A Different Way of Framing the Problem

I have to learn to be happy.

This is not news to me. It is not news to anyone I know well, I think. It is a different way of framing the problem, though.


For some people (I am guessing), happiness is a thing you experience regularly. Maybe it falls into your laps, triggered by something small; serendipitous meetings with old friends, sunshine on days it was supposed to rain. Maybe all it takes is a little reminder that life is good, some free time to enjoy the fruits of your labour, and a big smile creeps across your faces. Your cups runneth over.

If that paragraph sounds like it is tinted with a little jealousy, that’s because it is.

Happiness doesn’t come to me easily. There are days when I’m not even sure that I’m using the same definition of it as everyone else. I know that I don’t feel good about myself, or my situation, even though I have many of the good things happen to me that happen to others, and many more than that. But I’m pretty sure I don’t feel happy the same way other people do.

I have to learn to be happy. It’s going to take a lot of work. And that’s ok.


Does that sound bizarre to people who are happy?

(Are you?)

What are your experiences of happiness like? Are they momentary respites from the shitstorm of life? Are they feelings of well-being? Of wholeness? Of hedonistic pleasure? Of rewarding accomplishment?

This is a part of my learning process. It’s a part of everyone’s learning process. Please chime in. You never know when something you say will click with someone, when they will have that “Eureka!” moment. You might have the power, in just a few words, to help someone else learn to be happy(er)!

Fuck being able to fly. That’s a superpower.


I had a “Eureka!” moment today in the shower. I am going to stop blogging about being depressed. I am going to stop blogging about being anxious.

I am going to start blogging about learning to be happy. I am going to start blogging about learning to be calm.

It’s a different way of framing the problem.


I’ve traveled a lot of places. I’ve taken the occasional photo, and I think I have a good eye for them, but I never really make a point of it. After my first few trips to Europe, people asked me why I didn’t take any photos. So I started taking more. It was one of those things people are supposed to do. And I’m people! So I did it.

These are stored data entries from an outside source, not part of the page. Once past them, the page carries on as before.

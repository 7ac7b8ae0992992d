//! Kind-aware equality.

use crate::config::{CandidatePolicy, CompareOptions};
use crate::kind::classify;
use crate::resolve::{resolve, Resolved};
use funcmaps_types::{CompareError, CompareResult, ComparisonKind, RuntimeValue};
use tracing::trace;

/// Report whether `a` equals any of `candidates`, stopping at the first
/// candidate that cannot be compared.
///
/// * `Ok(true)`: some candidate matched before any failure.
/// * `Ok(false)`: every candidate was compared and none matched.
/// * `Err(_)`: a candidate failed before any match, or `candidates` is empty.
pub fn equals(a: &RuntimeValue, candidates: &[RuntimeValue]) -> CompareResult<bool> {
    equals_with(&CompareOptions::default(), a, candidates)
}

/// [`equals`] under explicit options.
pub fn equals_with(
    options: &CompareOptions,
    a: &RuntimeValue,
    candidates: &[RuntimeValue],
) -> CompareResult<bool> {
    if candidates.is_empty() {
        return Err(CompareError::MissingComparisonOperand);
    }
    let left = resolve(a);
    let mut first_failure = None;
    for (index, candidate) in candidates.iter().enumerate() {
        match compare_pair(left, resolve(candidate)) {
            Ok(true) => return Ok(true),
            Ok(false) => {}
            Err(err) => {
                trace!(index, error = %err, "candidate comparison failed");
                match options.candidate_policy {
                    CandidatePolicy::StopAtFirstFailure => return Err(err),
                    CandidatePolicy::SkipFailures => {
                        first_failure.get_or_insert(err);
                    }
                }
            }
        }
    }
    first_failure.map_or(Ok(false), Err)
}

/// Flat scalar comparison against a list of values.
///
/// Same contract as [`equals`]: per-candidate failures are not swallowed.
pub fn equal_any(v: &RuntimeValue, values: &[RuntimeValue]) -> CompareResult<bool> {
    equals(v, values)
}

/// Compare one resolved pair.
pub(crate) fn compare_pair(a: Resolved<'_>, b: Resolved<'_>) -> CompareResult<bool> {
    let (a, b) = match (a, b) {
        (Resolved::Absent, Resolved::Absent) => return Ok(true),
        (Resolved::Absent, Resolved::Concrete(other)) => {
            return absent_against(classify(other)?, true);
        }
        (Resolved::Concrete(other), Resolved::Absent) => {
            return absent_against(classify(other)?, false);
        }
        (Resolved::Concrete(a), Resolved::Concrete(b)) => (a, b),
    };

    let left = classify(a)?;
    let right = classify(b)?;
    let truth = match (a, b) {
        (RuntimeValue::Invalid, RuntimeValue::Invalid) => true,
        (RuntimeValue::Bool(x), RuntimeValue::Bool(y)) => x == y,
        (RuntimeValue::Int(x), RuntimeValue::Int(y)) => x == y,
        (RuntimeValue::Uint(x), RuntimeValue::Uint(y)) => x == y,
        (RuntimeValue::Float(x), RuntimeValue::Float(y)) => x == y,
        (RuntimeValue::Complex(x), RuntimeValue::Complex(y)) => x == y,
        (RuntimeValue::String(x), RuntimeValue::String(y)) => x == y,
        (RuntimeValue::Int(i), RuntimeValue::Uint(u))
        | (RuntimeValue::Uint(u), RuntimeValue::Int(i)) => signed_eq_unsigned(*i, *u),
        _ => return Err(CompareError::IncompatibleKinds { left, right }),
    };
    Ok(truth)
}

/// An absent value never equals a scalar; against `Invalid` it is simply unequal.
fn absent_against(kind: ComparisonKind, absent_on_left: bool) -> CompareResult<bool> {
    if kind == ComparisonKind::Invalid {
        return Ok(false);
    }
    let (left, right) = if absent_on_left {
        (ComparisonKind::Invalid, kind)
    } else {
        (kind, ComparisonKind::Invalid)
    };
    Err(CompareError::IncompatibleKinds { left, right })
}

fn signed_eq_unsigned(signed: i64, unsigned: u64) -> bool {
    u64::try_from(signed).map_or(false, |s| s == unsigned)
}
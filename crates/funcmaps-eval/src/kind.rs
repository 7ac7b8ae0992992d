//! Classification of resolved values.

use funcmaps_types::{CollectionShape, CompareError, CompareResult, ComparisonKind, RuntimeValue};

/// Map a resolved value to its comparison kind.
///
/// Collections, functions, channels and host objects are unsupported, so
/// collection comparison has to go through membership instead.
pub fn classify(value: &RuntimeValue) -> CompareResult<ComparisonKind> {
    match value {
        RuntimeValue::Invalid => Ok(ComparisonKind::Invalid),
        RuntimeValue::Bool(_) => Ok(ComparisonKind::Boolean),
        RuntimeValue::Int(_) => Ok(ComparisonKind::SignedInteger),
        RuntimeValue::Uint(_) => Ok(ComparisonKind::UnsignedInteger),
        RuntimeValue::Float(_) => Ok(ComparisonKind::Float),
        RuntimeValue::Complex(_) => Ok(ComparisonKind::Complex),
        RuntimeValue::String(_) => Ok(ComparisonKind::String),
        RuntimeValue::Sequence(_)
        | RuntimeValue::Map(_)
        | RuntimeValue::Reference(_)
        | RuntimeValue::Function(_)
        | RuntimeValue::Channel(_)
        | RuntimeValue::Object(_) => Err(CompareError::UnsupportedKind {
            type_name: value.type_name().to_string(),
        }),
    }
}

/// Shape of a resolved value when used as a membership haystack.
pub fn collection_shape(value: &RuntimeValue) -> CollectionShape {
    match value {
        RuntimeValue::String(_) => CollectionShape::String,
        RuntimeValue::Sequence(_) => CollectionShape::Sequence,
        RuntimeValue::Map(_) => CollectionShape::Map,
        _ => CollectionShape::Other,
    }
}
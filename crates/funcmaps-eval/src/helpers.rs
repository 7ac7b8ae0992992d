//! Formatting helpers built on the printable projection.

use crate::error::{HelperError, HelperResult};
use crate::printable::printable_value;
use crate::resolve::{resolve, Resolved};
use funcmaps_types::RuntimeValue;
use std::collections::BTreeMap;

/// Largest string, in bytes, that [`repeat`] will build.
pub const MAX_REPEAT_BYTES: usize = 1 << 20;

/// The projection of `value` repeated `n` times. Non-positive `n` yields `""`.
///
/// Fails with [`HelperError::LimitExceeded`] when the result would exceed
/// [`MAX_REPEAT_BYTES`].
pub fn repeat(n: i64, value: &RuntimeValue) -> HelperResult<String> {
    let count = usize::try_from(n).unwrap_or(0);
    let text = printable_value(value).to_string();
    match text.len().checked_mul(count) {
        Some(total) if total <= MAX_REPEAT_BYTES => Ok(text.repeat(count)),
        _ => Err(HelperError::LimitExceeded(format!(
            "repeat of {} bytes x {count} exceeds {MAX_REPEAT_BYTES} bytes",
            text.len()
        ))),
    }
}

/// Join the projections of `values` with `sep`.
///
/// Strings join whole; sequences and maps contribute each element (map values
/// in key order). An absent value anywhere makes the whole result empty.
pub fn join_values(sep: &str, values: &[RuntimeValue]) -> String {
    let mut parts = Vec::with_capacity(values.len());
    for value in values {
        let Resolved::Concrete(value) = resolve(value) else {
            return String::new();
        };
        match value {
            RuntimeValue::String(s) => parts.push(s.clone()),
            RuntimeValue::Sequence(items) => {
                parts.extend(items.iter().map(|item| printable_value(item).to_string()));
            }
            RuntimeValue::Map(entries) => {
                parts.extend(entries.values().map(|item| printable_value(item).to_string()));
            }
            other => parts.push(printable_value(other).to_string()),
        }
    }
    parts.join(sep)
}

/// Build a map from alternating keys and values.
///
/// Keys are rendered as text; a trailing key without a value maps to `""`.
pub fn map_of(pairs: &[RuntimeValue]) -> RuntimeValue {
    let mut entries = BTreeMap::new();
    for chunk in pairs.chunks(2) {
        let key = chunk[0].to_string();
        let value = chunk
            .get(1)
            .cloned()
            .unwrap_or_else(|| RuntimeValue::String(String::new()));
        entries.insert(key, value);
    }
    RuntimeValue::Map(entries)
}

/// Deep structural equality of resolved values.
///
/// Unlike [`crate::equals`] this recurses into collections and never fails;
/// kinds must match exactly, so `Int(1)` and `Uint(1)` differ.
pub fn deep_equal(a: &RuntimeValue, b: &RuntimeValue) -> bool {
    let (a, b) = match (resolve(a), resolve(b)) {
        (Resolved::Absent, Resolved::Absent) => return true,
        (Resolved::Concrete(a), Resolved::Concrete(b)) => (a, b),
        _ => return false,
    };
    match (a, b) {
        (RuntimeValue::Sequence(x), RuntimeValue::Sequence(y)) => {
            x.len() == y.len() && x.iter().zip(y).all(|(a, b)| deep_equal(a, b))
        }
        (RuntimeValue::Map(x), RuntimeValue::Map(y)) => {
            x.len() == y.len()
                && x
                    .iter()
                    .all(|(k, v)| y.get(k).is_some_and(|v2| deep_equal(v, v2)))
        }
        _ => a == b,
    }
}
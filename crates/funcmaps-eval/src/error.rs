//! Helper error types.

use funcmaps_types::CompareError;
use thiserror::Error;

/// Errors raised while registering or calling helpers.
#[derive(Debug, Error)]
pub enum HelperError {
    /// A helper name is not an identifier.
    #[error("'{0}' is not a valid helper name")]
    InvalidName(String),

    /// No helper is registered under the name.
    #[error("unknown helper '{0}'")]
    UnknownHelper(String),

    /// Wrong number of arguments.
    #[error("{helper}: expected {expected} argument(s), got {got}")]
    Arity {
        helper: &'static str,
        expected: String,
        got: usize,
    },

    /// An argument has the wrong kind.
    #[error("{helper}: argument {index} must be {expected}, got {got}")]
    ArgumentType {
        helper: &'static str,
        index: usize,
        expected: &'static str,
        got: &'static str,
    },

    /// A helper result would exceed its size limit.
    #[error("limit exceeded: {0}")]
    LimitExceeded(String),

    /// A comparison failed.
    #[error(transparent)]
    Compare(#[from] CompareError),

    /// Comparison options could not be parsed.
    #[error("invalid compare options: {0}")]
    InvalidOptions(#[from] serde_json::Error),
}

/// Helper result type alias.
pub type HelperResult<T> = Result<T, HelperError>;
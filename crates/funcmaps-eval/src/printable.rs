//! Textual projection of values for rendering.

use crate::resolve::{resolve, Resolved};
use funcmaps_types::RuntimeValue;
use std::fmt;

/// The best textual representation of a value.
#[derive(Debug, Clone, PartialEq, Eq)]
pub enum Printable {
    Text(String),
    /// The value cannot be rendered (functions, channels).
    NoValue,
}

impl Printable {
    pub fn as_text(&self) -> Option<&str> {
        match self {
            Self::Text(s) => Some(s),
            Self::NoValue => None,
        }
    }
}

impl fmt::Display for Printable {
    fn fmt(&self, f: &mut fmt::Formatter<'_>) -> fmt::Result {
        match self {
            Self::Text(s) => f.write_str(s),
            Self::NoValue => f.write_str("<no value>"),
        }
    }
}

/// Project a value to text.
///
/// Absent and invalid values render empty. Host objects render through their
/// error or text capability.
pub fn printable_value(value: &RuntimeValue) -> Printable {
    match resolve(value) {
        Resolved::Absent | Resolved::Concrete(RuntimeValue::Invalid) => {
            Printable::Text(String::new())
        }
        Resolved::Concrete(RuntimeValue::Function(_) | RuntimeValue::Channel(_)) => {
            Printable::NoValue
        }
        Resolved::Concrete(other) => Printable::Text(other.to_string()),
    }
}
//! Text block extraction.
//!
//! Positioned glyphs from the interpreted page are merged in three passes:
//!
//! 1. consecutive glyphs with the same style on one baseline become spans
//! 2. spans on one baseline become lines, sorted left to right
//! 3. vertically adjacent, horizontally overlapping lines become blocks
//!
//! All thresholds are relative to the font size so the same rules hold for
//! body text and headings.

use crate::content::{GlyphRun, PageScene};
use crate::geometry::Rect;
use crate::layout::{pack_rgb, BlockId, Line, Span, TextBlock};

/// Grouping thresholds, as fractions of the font size.
#[derive(Debug, Clone, Copy)]
pub struct TextExtractionConfig {
    /// Horizontal gap above which a space is inserted between glyphs.
    pub word_gap: f32,
    /// Horizontal gap above which a span is split.
    pub span_gap: f32,
    /// Baseline difference tolerated within one span or line.
    pub baseline_tolerance: f32,
    /// Vertical gap between lines tolerated within one block.
    pub line_gap: f32,
}

impl Default for TextExtractionConfig {
    fn default() -> Self {
        Self {
            word_gap: 0.2,
            span_gap: 3.0,
            baseline_tolerance: 0.5,
            line_gap: 0.8,
        }
    }
}

/// A glyph in page coordinates, with the style of its run.
#[derive(Debug, Clone)]
struct PositionedGlyph<'a> {
    text: &'a str,
    rect: Rect,
    baseline: f32,
    font_name: &'a str,
    size: f32,
    color: u32,
}

/// Span under construction.
#[derive(Debug)]
struct SpanBuilder {
    text: String,
    bbox: Rect,
    baseline: f32,
    font_name: String,
    size: f32,
    color: u32,
}

impl SpanBuilder {
    fn start(glyph: &PositionedGlyph<'_>) -> Self {
        Self {
            text: glyph.text.to_string(),
            bbox: glyph.rect,
            baseline: glyph.baseline,
            font_name: glyph.font_name.to_string(),
            size: glyph.size,
            color: glyph.color,
        }
    }

    fn same_style(&self, glyph: &PositionedGlyph<'_>) -> bool {
        self.font_name == glyph.font_name
            && (self.size - glyph.size).abs() < 0.01
            && self.color == glyph.color
    }

    /// Append the glyph when it continues this span.
    fn try_push(&mut self, glyph: &PositionedGlyph<'_>, config: &TextExtractionConfig) -> bool {
        if !self.same_style(glyph) {
            return false;
        }
        let size = self.size.max(1.0);
        if (glyph.baseline - self.baseline).abs() > config.baseline_tolerance * size {
            return false;
        }
        let gap = glyph.rect.x0 - self.bbox.x1;
        if gap < -0.5 * size || gap > config.span_gap * size {
            return false;
        }
        if gap > config.word_gap * size && !boundary_whitespace(&self.text, glyph.text) {
            self.text.push(' ');
        }
        self.text.push_str(glyph.text);
        self.bbox = self.bbox.union(&glyph.rect);
        true
    }

    fn finish(self) -> (Span, f32) {
        let span = Span {
            text: self.text,
            font_name: self.font_name,
            size: self.size,
            color: self.color,
            bbox: self.bbox,
        };
        (span, self.baseline)
    }
}

fn boundary_whitespace(prev: &str, next: &str) -> bool {
    prev.chars().last().is_some_and(char::is_whitespace)
        || next.chars().next().is_some_and(char::is_whitespace)
}

/// Extract text blocks from an interpreted page.
///
/// Blocks come back in content order with ids numbered from zero. A page
/// without a text layer yields an empty list.
pub fn extract_blocks(scene: &PageScene) -> Vec<TextBlock> {
    extract_blocks_with_config(scene, &TextExtractionConfig::default())
}

/// [`extract_blocks`] with explicit thresholds.
pub fn extract_blocks_with_config(
    scene: &PageScene,
    config: &TextExtractionConfig,
) -> Vec<TextBlock> {
    let glyphs = positioned_glyphs(scene);
    if glyphs.is_empty() {
        return Vec::new();
    }

    let spans = build_spans(&glyphs, config);
    let lines = build_lines(spans, config);
    let blocks = build_blocks(lines, config, scene.page.index);
    log::debug!(
        "Page {}: {} glyphs grouped into {} blocks",
        scene.page.index,
        glyphs.len(),
        blocks.len()
    );
    blocks
}

fn positioned_glyphs(scene: &PageScene) -> Vec<PositionedGlyph<'_>> {
    let mut out = Vec::new();
    for run in scene.glyph_runs() {
        push_run_glyphs(run, scene, &mut out);
    }
    out
}

fn push_run_glyphs<'a>(run: &'a GlyphRun, scene: &PageScene, out: &mut Vec<PositionedGlyph<'a>>) {
    if run.font_size <= 0.0 {
        return;
    }
    let color = pack_rgb(run.color);
    for glyph in &run.glyphs {
        if glyph.text.is_empty() {
            continue;
        }
        let origin = run.matrix.transform_point(glyph.x, 0.0);
        let baseline = scene.page.user_to_page(origin.x, origin.y).y;
        out.push(PositionedGlyph {
            text: &glyph.text,
            rect: run.glyph_rect(glyph, &scene.page),
            baseline,
            font_name: &run.font_name,
            size: run.font_size,
            color,
        });
    }
}

fn build_spans(glyphs: &[PositionedGlyph<'_>], config: &TextExtractionConfig) -> Vec<(Span, f32)> {
    let mut spans = Vec::new();
    let mut current: Option<SpanBuilder> = None;
    for glyph in glyphs {
        let pushed = current.as_mut().is_some_and(|builder| builder.try_push(glyph, config));
        if !pushed {
            if let Some(done) = current.replace(SpanBuilder::start(glyph)) {
                spans.push(done.finish());
            }
        }
    }
    if let Some(done) = current {
        spans.push(done.finish());
    }
    spans.retain(|(span, _)| !span.text.trim().is_empty());
    spans
}

/// Line under construction with its baseline.
struct LineBuilder {
    baseline: f32,
    size: f32,
    spans: Vec<Span>,
}

fn build_lines(spans: Vec<(Span, f32)>, config: &TextExtractionConfig) -> Vec<Line> {
    let mut builders: Vec<LineBuilder> = Vec::new();
    for (span, baseline) in spans {
        let joins = builders.last().is_some_and(|line| {
            let size = line.size.max(span.size).max(1.0);
            (baseline - line.baseline).abs() <= config.baseline_tolerance * size
        });
        match builders.last_mut() {
            Some(line) if joins => {
                line.size = line.size.max(span.size);
                line.spans.push(span);
            },
            _ => builders.push(LineBuilder {
                baseline,
                size: span.size,
                spans: vec![span],
            }),
        }
    }

    builders
        .into_iter()
        .map(|mut line| {
            line.spans.sort_by(|a, b| a.bbox.x0.total_cmp(&b.bbox.x0));
            separate_spans(&mut line.spans, config);
            Line::new(line.spans)
        })
        .collect()
}

/// Make word gaps between differently styled spans visible in the text.
fn separate_spans(spans: &mut [Span], config: &TextExtractionConfig) {
    for i in 1..spans.len() {
        let gap = spans[i].bbox.x0 - spans[i - 1].bbox.x1;
        let size = spans[i - 1].size.max(1.0);
        if gap > config.word_gap * size && !boundary_whitespace(&spans[i - 1].text, &spans[i].text)
        {
            spans[i - 1].text.push(' ');
        }
    }
}

fn build_blocks(lines: Vec<Line>, config: &TextExtractionConfig, page_index: usize) -> Vec<TextBlock> {
    let mut groups: Vec<Vec<Line>> = Vec::new();
    for line in lines {
        let joins = groups.last().is_some_and(|group| continues_block(group, &line, config));
        match groups.last_mut() {
            Some(group) if joins => group.push(line),
            _ => groups.push(vec![line]),
        }
    }

    groups
        .into_iter()
        .filter(|group| group.iter().any(|l| !l.text().trim().is_empty()))
        .enumerate()
        .map(|(block_index, lines)| {
            TextBlock::new(
                BlockId {
                    page_index,
                    block_index,
                },
                lines,
            )
        })
        .collect()
}

fn continues_block(group: &[Line], line: &Line, config: &TextExtractionConfig) -> bool {
    let Some(prev) = group.last() else {
        return false;
    };
    let size = line_size(prev).max(line_size(line)).max(1.0);
    let gap = line.bbox.y0 - prev.bbox.y1;
    if gap > config.line_gap * size || line.bbox.y0 < prev.bbox.y0 {
        return false;
    }
    let x0 = group.iter().map(|l| l.bbox.x0).fold(f32::INFINITY, f32::min);
    let x1 = group.iter().map(|l| l.bbox.x1).fold(f32::NEG_INFINITY, f32::max);
    line.bbox.x0 <= x1 && line.bbox.x1 >= x0
}

fn line_size(line: &Line) -> f32 {
    line.spans.iter().map(|s| s.size).fold(0.0, f32::max)
}

#[cfg(test)]
mod tests {
    use super::*;
    use crate::content::{Glyph, GlyphRun, Matrix, SceneItem};
    use crate::document::PageInfo;

    fn page() -> PageInfo {
        PageInfo {
            index: 0,
            id: (1, 0),
            media_box: Rect::new(0.0, 0.0, 612.0, 792.0),
            rotation: 0,
        }
    }

    /// A run of fixed-advance glyphs at user-space (x, y).
    fn run(text: &str, x: f32, y: f32, size: f32, font: &str) -> SceneItem {
        let glyphs = text
            .chars()
            .enumerate()
            .map(|(i, c)| Glyph {
                text: c.to_string(),
                x: i as f32 * 0.5,
                width: 0.5,
            })
            .collect();
        SceneItem::Text(GlyphRun {
            glyphs,
            matrix: Matrix::new(size, 0.0, 0.0, size, x, y),
            ascent: 0.75,
            descent: -0.25,
            font_name: font.to_string(),
            font_size: size,
            color: [0.0, 0.0, 0.0],
            alpha: 1.0,
            render_mode: 0,
        })
    }

    fn scene(items: Vec<SceneItem>) -> PageScene {
        PageScene {
            page: page(),
            items,
        }
    }

    #[test]
    fn test_single_line_block() {
        let blocks = extract_blocks(&scene(vec![run("Hello World", 72.0, 720.0, 12.0, "Helvetica")]));
        assert_eq!(blocks.len(), 1);
        assert_eq!(blocks[0].text(), "Hello World");
        assert_eq!(blocks[0].lines.len(), 1);
        let bbox = blocks[0].bbox;
        assert!((bbox.x0 - 72.0).abs() < 0.01);
        assert!((bbox.y0 - 63.0).abs() < 0.01);
        assert!((bbox.y1 - 75.0).abs() < 0.01);
    }

    #[test]
    fn test_word_gap_inserts_space() {
        // "Hello" ends at 72 + 5 * 6 = 102, "World" starts 4pt later
        let blocks = extract_blocks(&scene(vec![
            run("Hello", 72.0, 720.0, 12.0, "Helvetica"),
            run("World", 106.0, 720.0, 12.0, "Helvetica"),
        ]));
        assert_eq!(blocks.len(), 1);
        assert_eq!(blocks[0].text(), "Hello World");
        assert_eq!(blocks[0].spans().count(), 1);
    }

    #[test]
    fn test_style_change_starts_new_span() {
        let blocks = extract_blocks(&scene(vec![
            run("Bold", 72.0, 720.0, 12.0, "Helvetica-Bold"),
            run("text", 100.0, 720.0, 12.0, "Helvetica"),
        ]));
        assert_eq!(blocks.len(), 1);
        let spans: Vec<_> = blocks[0].spans().collect();
        assert_eq!(spans.len(), 2);
        assert_eq!(blocks[0].text(), "Bold text");
    }

    #[test]
    fn test_paragraph_and_separate_block() {
        let blocks = extract_blocks(&scene(vec![
            run("First line", 72.0, 720.0, 12.0, "Times-Roman"),
            run("Second line", 72.0, 706.0, 12.0, "Times-Roman"),
            run("Far below", 72.0, 500.0, 12.0, "Times-Roman"),
        ]));
        assert_eq!(blocks.len(), 2);
        assert_eq!(blocks[0].text(), "First line Second line");
        assert_eq!(blocks[1].text(), "Far below");
        assert_eq!(blocks[1].id.block_index, 1);
    }

    #[test]
    fn test_whitespace_only_and_empty_pages() {
        assert!(extract_blocks(&scene(vec![])).is_empty());
        assert!(extract_blocks(&scene(vec![run("   ", 72.0, 720.0, 12.0, "Helvetica")])).is_empty());
    }

    #[test]
    fn test_extraction_is_deterministic() {
        let s = scene(vec![
            run("Alpha", 72.0, 720.0, 12.0, "Helvetica"),
            run("Beta", 300.0, 720.0, 12.0, "Helvetica"),
        ]);
        assert_eq!(extract_blocks(&s), extract_blocks(&s));
    }
}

There is beautiful art in photographs, sometimes. A picture that can tell a story, that can capture layers of emotion in a single moment and stir them in a viewer, is a beautiful and splendid and pretty thing. I tried to find ways to do that. 

But the awful truth of it is: photographs bore me.

A photograph can capture one scene, one action or one moment. It can have many facets and be profound and technically complex and a lot of admirable things.

But have you ever stopped to consider how truly and completely superior a human being is to a photograph?


We are not static. We are not a state of being. We can’t be because we are constantly changing. We are always different than we have been before now. That is beautiful. That is incredible.

Depression is something that has happened to me. Learning to be happy is something I am doing. Anxiety is something I can’t control. Learning how to be calm is something I can.

It might be harder for me to learn these things than it will be for some people. It might be easier for me than it will be for others. It doesn’t really matter where I, or you, fall on the spectrum. It doesn’t even matter that our ceiling, the pinnacle of how good things can possibly get, might be lower than our neighbours’. 

We are not defined by the challenges we face in life. We are defined by how we face them. Whatever you are facing, whatever name it has and whatever pain it causes you, don’t ever let it make you feel helpless. You aren’t. You might have a hard path, and the learning curve might be steep. But those circumstances are not who you are.

We are not what happens to us. We are what we do to make our lives, and the lives we touch, better.

It’s a different way of framing the problem.